I want to assess which is the better fit to my data set using the gofstat()function but I would like to check if my interpretation, that a negative binomial is a better fit, is correct.
fnb <- fitdist(GrpSz_15$n_ans, "nbinom")
fpn <- fitdist(GrpSz_15$n_ans, "pois")
gofstat(list(fnb, fpn), fitnames = c("nbinom", "pois"))

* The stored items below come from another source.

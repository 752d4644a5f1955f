//! Per-frame simulation tick
//!
//! Stages run in a fixed order and later stages read what earlier ones wrote:
//! window eviction, window append, drop scheduling, player kinematics,
//! spike triggers and eviction, score.

use glam::Vec2;

use super::hazard;
use super::player::ControlInput;
use super::score::score_for;
use super::sequencer::SequenceError;
use super::state::{GameEvent, GamePhase, GameState};

/// Input for a single tick: held keys plus what the physics host resolved
#[derive(Debug, Clone, Default)]
pub struct TickInput {
    pub up: bool,
    pub down: bool,
    /// Pause key held (toggles on press)
    pub pause: bool,
    /// Restart key held (handled by the session)
    pub restart: bool,
    /// Body is touching something above
    pub blocked_up: bool,
    /// Body is standing on something
    pub blocked_down: bool,
    /// Position after the host's collision pass, if it corrected ours
    pub resolved_position: Option<Vec2>,
}

impl TickInput {
    fn controls(&self) -> ControlInput {
        ControlInput {
            up: self.up,
            down: self.down,
            blocked_up: self.blocked_up,
            blocked_down: self.blocked_down,
        }
    }
}

/// Advance the run by `dt` seconds
pub fn tick(state: &mut GameState, input: &TickInput, dt: f32) -> Result<(), SequenceError> {
    state.events.clear();

    // Handle pause toggle (on press, not while held)
    let pause_pressed = input.pause && !state.pause_held;
    state.pause_held = input.pause;
    if pause_pressed {
        match state.phase {
            GamePhase::Playing => {
                state.phase = GamePhase::Paused;
                state.events.push(GameEvent::Paused);
                return Ok(());
            }
            GamePhase::Paused => {
                state.phase = GamePhase::Playing;
                state.events.push(GameEvent::Resumed);
            }
            GamePhase::GameOver => {}
        }
    }

    // Don't tick if paused or game over
    match state.phase {
        GamePhase::Paused | GamePhase::GameOver => return Ok(()),
        GamePhase::Playing => {}
    }

    state.time_ticks += 1;
    let dt_ms = dt * 1000.0;

    if let Some(position) = input.resolved_position {
        state.player.position = position;
    }
    let player_x = state.player.position.x;

    // 1 + 2: stream segments
    let camera_width = state.camera_width();
    let (evicted, appended) = state.window.tick(
        &state.library,
        &state.config,
        &mut state.rng,
        player_x,
        camera_width,
    )?;
    state
        .events
        .extend(evicted.into_iter().map(|segment| GameEvent::SegmentEvicted { segment }));
    for segment in appended {
        let key = state
            .window
            .segments()
            .find(|s| s.id == segment)
            .map(|s| s.source_key.clone())
            .unwrap_or_default();
        state.events.push(GameEvent::SegmentAppended { segment, key });
    }

    // 3: drop-ins
    let drops = state
        .window
        .schedule_drops(player_x, state.ramp.tween_time_scale(), &state.config);
    state.events.extend(drops.into_iter().map(GameEvent::SegmentDropping));

    // 4: timers, then the player
    let step = state.ramp.advance(
        dt_ms,
        &mut state.player.nominal_speed,
        &mut state.laser,
        &state.config,
    );
    if step.fires > 0 {
        state.events.push(GameEvent::SpeedUp {
            nominal_speed: step.nominal_speed,
            laser_speed: step.laser_speed,
        });
    }
    if state.player.advance_recovery(dt_ms, &state.config) {
        state.events.push(GameEvent::SlowRecovered);
    }

    if state.player.check_death(state.laser.x, &state.config) {
        state.phase = GamePhase::GameOver;
        state.score = score_for(state.player.position.x);
        state.events.push(GameEvent::Died { score: state.score });
        state.events.push(GameEvent::RestartRequested);
        return Ok(());
    }

    let outcome = state
        .player
        .apply_controls(&input.controls(), dt_ms, &state.config);
    if outcome.jumped {
        state.events.push(GameEvent::Jumped);
    }
    if outcome.dashed {
        state.events.push(GameEvent::Dashed);
    }
    state.player.integrate(dt, input.blocked_down, &state.config);
    state.laser.advance(dt);

    // 5: spikes
    let mut spiked = false;
    for segment in state.window.segments_mut() {
        let hits = hazard::check_trigger(
            segment.hazards.iter_mut(),
            &state.player,
            state.config.spike_min_speed,
        );
        for marker in hits {
            log::debug!(
                "Spike triggered in segment {} at ({}, {})",
                segment.id.0,
                marker.col,
                marker.row
            );
            state.events.push(GameEvent::SpikeTriggered {
                segment: segment.id,
                col: marker.col,
                row: marker.row,
            });
            spiked = true;
        }
        hazard::evict(
            &mut segment.hazards,
            state.player.position.x,
            state.config.hazard_evict_distance_px,
        );
    }
    if spiked {
        state.player.begin_slow(&state.config);
    }

    // 6: score
    state.score = score_for(state.player.position.x);

    Ok(())
}

#[cfg(test)]
mod tests {
    use super::*;
    use crate::sim::library::{SegmentLibrary, SegmentTemplate};
    use crate::sim::player::{AnimationState, PlayerMode};
    use crate::tuning::RunConfig;
    use std::sync::Arc;

    const DT: f32 = 1.0 / 60.0;

    fn grid(spike: bool) -> Vec<Vec<i32>> {
        let mut rows = vec![vec![-1; 5]; 17];
        if spike {
            rows[14] = vec![-1, -1, 319, -1, -1];
        }
        rows[15] = vec![2; 5];
        rows[16] = vec![2; 5];
        rows
    }

    fn library() -> Arc<SegmentLibrary> {
        let next = |keys: &[&str]| keys.iter().map(|k| k.to_string()).collect::<Vec<_>>();
        Arc::new(
            SegmentLibrary::from_templates([
                SegmentTemplate::new("start", grid(true), next(&["flat", "spikes"])),
                SegmentTemplate::new("flat", grid(false), next(&["flat", "spikes"])),
                SegmentTemplate::new("spikes", grid(true), next(&["flat"])),
            ])
            .unwrap(),
        )
    }

    fn state_with(config: RunConfig, seed: u64) -> GameState {
        GameState::new(library(), config, seed).unwrap()
    }

    /// Player standing on the floor (top at y=240)
    fn on_floor() -> TickInput {
        TickInput {
            blocked_down: true,
            ..Default::default()
        }
    }

    #[test]
    fn test_new_run_streams_opening() {
        let state = state_with(RunConfig::default(), 1);
        assert_eq!(state.window.len(), 12);
        assert_eq!(state.phase, GamePhase::Playing);
        assert!(!state.is_opening_phase());
        assert_eq!(state.window.segments().filter(|s| s.opening).count(), 6);
    }

    #[test]
    fn test_run_advances_and_scores() {
        let mut state = state_with(RunConfig::default(), 1);
        state.player.position = Vec2::new(8.0, 232.0);
        state.laser.x = -10_000.0;
        for _ in 0..600 {
            tick(&mut state, &on_floor(), DT).unwrap();
        }
        assert_eq!(state.phase, GamePhase::Playing);
        assert!(state.player.position.x > 480.0);
        assert!(state.score > 0);
        assert!(state.player.nominal_speed > 80.0);
        assert!(state.window.len() >= 11 && state.window.len() <= 12);
    }

    #[test]
    fn test_fall_out_dies_once() {
        let mut state = state_with(RunConfig::default(), 2);
        state.player.position.y = 281.0;
        tick(&mut state, &TickInput::default(), DT).unwrap();
        assert_eq!(state.player.mode, PlayerMode::Dead);
        assert_eq!(state.phase, GamePhase::GameOver);
        assert!(state.died());
        assert_eq!(state.events.last(), Some(&GameEvent::RestartRequested));

        for _ in 0..10 {
            tick(&mut state, &TickInput::default(), DT).unwrap();
            assert!(!state.died());
        }
    }

    #[test]
    fn test_laser_catch_up_kills() {
        let mut state = state_with(RunConfig::default(), 3);
        state.player.position = Vec2::new(100.0, 232.0);
        state.laser.x = 108.0;
        tick(&mut state, &on_floor(), DT).unwrap();
        assert!(state.died());
    }

    #[test]
    fn test_spike_slows_player() {
        // Every segment spiked, no opening run
        let library = Arc::new(
            SegmentLibrary::from_templates([SegmentTemplate::new(
                "start",
                grid(true),
                vec!["start".to_string()],
            )])
            .unwrap(),
        );
        let config = RunConfig {
            spike_probability: 1.0,
            opening_segments: 0,
            ..RunConfig::default()
        };
        let mut state = GameState::new(library, config, 4).unwrap();
        let segment = state.window.segments().next().unwrap();
        assert_eq!(segment.hazards.len(), 1);
        let spike = segment.hazards[0].bounds;
        let segment_id = segment.id;

        state.laser.x = -10_000.0;
        // Feet line on the spike row, x just before its centre
        let position = Vec2::new(spike.left + 7.0, spike.top + 8.0);
        let input = TickInput {
            resolved_position: Some(position),
            blocked_down: true,
            ..Default::default()
        };
        tick(&mut state, &input, DT).unwrap();

        assert!(state.events.contains(&GameEvent::SpikeTriggered {
            segment: segment_id,
            col: 2,
            row: 14,
        }));
        let slowed = state.player.slowed_speed.expect("slowed");
        assert!((slowed - 80.0 / 1.75).abs() < 1e-3);

        // Same spot again: the spike is spent
        tick(&mut state, &input, DT).unwrap();
        assert!(
            !state
                .events
                .iter()
                .any(|e| matches!(e, GameEvent::SpikeTriggered { .. }))
        );
    }

    #[test]
    fn test_jump_event() {
        let mut state = state_with(RunConfig::default(), 5);
        state.player.position = Vec2::new(8.0, 232.0);
        let input = TickInput {
            up: true,
            ..on_floor()
        };
        tick(&mut state, &input, DT).unwrap();
        assert!(state.events.contains(&GameEvent::Jumped));
        assert!(state.player.velocity.y < 0.0);
        assert_eq!(state.player.mode, PlayerMode::Jumping);
    }

    #[test]
    fn test_pause_toggles_on_press() {
        let mut state = state_with(RunConfig::default(), 6);
        let pause = TickInput {
            pause: true,
            ..on_floor()
        };
        tick(&mut state, &pause, DT).unwrap();
        assert_eq!(state.phase, GamePhase::Paused);
        let x = state.player.position.x;

        // Still held: stays paused and nothing moves
        tick(&mut state, &pause, DT).unwrap();
        tick(&mut state, &on_floor(), DT).unwrap();
        assert_eq!(state.phase, GamePhase::Paused);
        assert_eq!(state.player.position.x, x);

        tick(&mut state, &pause, DT).unwrap();
        assert_eq!(state.phase, GamePhase::Playing);
        assert!(state.events.contains(&GameEvent::Resumed));
    }

    #[test]
    fn test_drop_scheduled_as_player_approaches() {
        let mut state = state_with(RunConfig::default(), 7);
        state.laser.x = -10_000.0;
        let input = TickInput {
            resolved_position: Some(Vec2::new(290.0, 232.0)),
            ..on_floor()
        };
        tick(&mut state, &input, DT).unwrap();
        let drop = state.events.iter().find_map(|e| match e {
            GameEvent::SegmentDropping(cue) => Some(cue.clone()),
            _ => None,
        });
        let drop = drop.expect("drop cue");
        assert_eq!(drop.world_x, 480.0);
        assert_eq!(drop.duration_ms, 500.0);
        assert_eq!(drop.time_scale, state.ramp.tween_time_scale());
    }

    #[test]
    fn test_laser_close_animation() {
        let mut state = state_with(RunConfig::default(), 8);
        state.player.position = Vec2::new(500.0, 100.0);
        state.laser.x = 441.0;
        assert_eq!(state.animation_state(), AnimationState::LaserClose);
    }

    #[test]
    fn test_determinism() {
        let inputs = [on_floor(), TickInput { up: true, ..on_floor() }, TickInput::default()];
        let run = |seed| {
            let mut state = state_with(RunConfig::default(), seed);
            for i in 0..300 {
                tick(&mut state, &inputs[i % inputs.len()], DT).unwrap();
            }
            let keys: Vec<String> = state.window.segments().map(|s| s.source_key.clone()).collect();
            (keys, state.player.position, state.time_ticks)
        };
        assert_eq!(run(99999), run(99999));
    }
}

Chi-squared statistic: 31.18916 73.59646
Degree of freedom of the Chi-squared distribution: 2 3
Chi-squared p-value: 1.687951e-07 7.242443e-16
the p-value may be wrong with some theoretical counts < 5
Chi-squared table:
obscounts theo nbinom theo pois
<= 2 99 68.874052 58.085759
<= 3 28 29.652668 36.857060
<= 4 16 23.929827 31.043298
<= 7 13 35.975958 38.315366
> 7 12 9.567495 3.698518
Goodness-of-fit criteria
nbinom pois
Akaike's Information Criterion 713.3276 752.3945
Bayesian Information Criterion 719.5755 755.5185
I understand that a lower information criteria means that distribution is a better fit. So in this case nbinom is a better fit to the observed data than poisson?
But I don't know how to fully interpret the chisq tables. Is it simply the value that is closer to the observed is better? Or should I be looking at the p value as well? And how do I interpret that? That both are significantly different from my observed, and therefore neither are good fits to the observed data?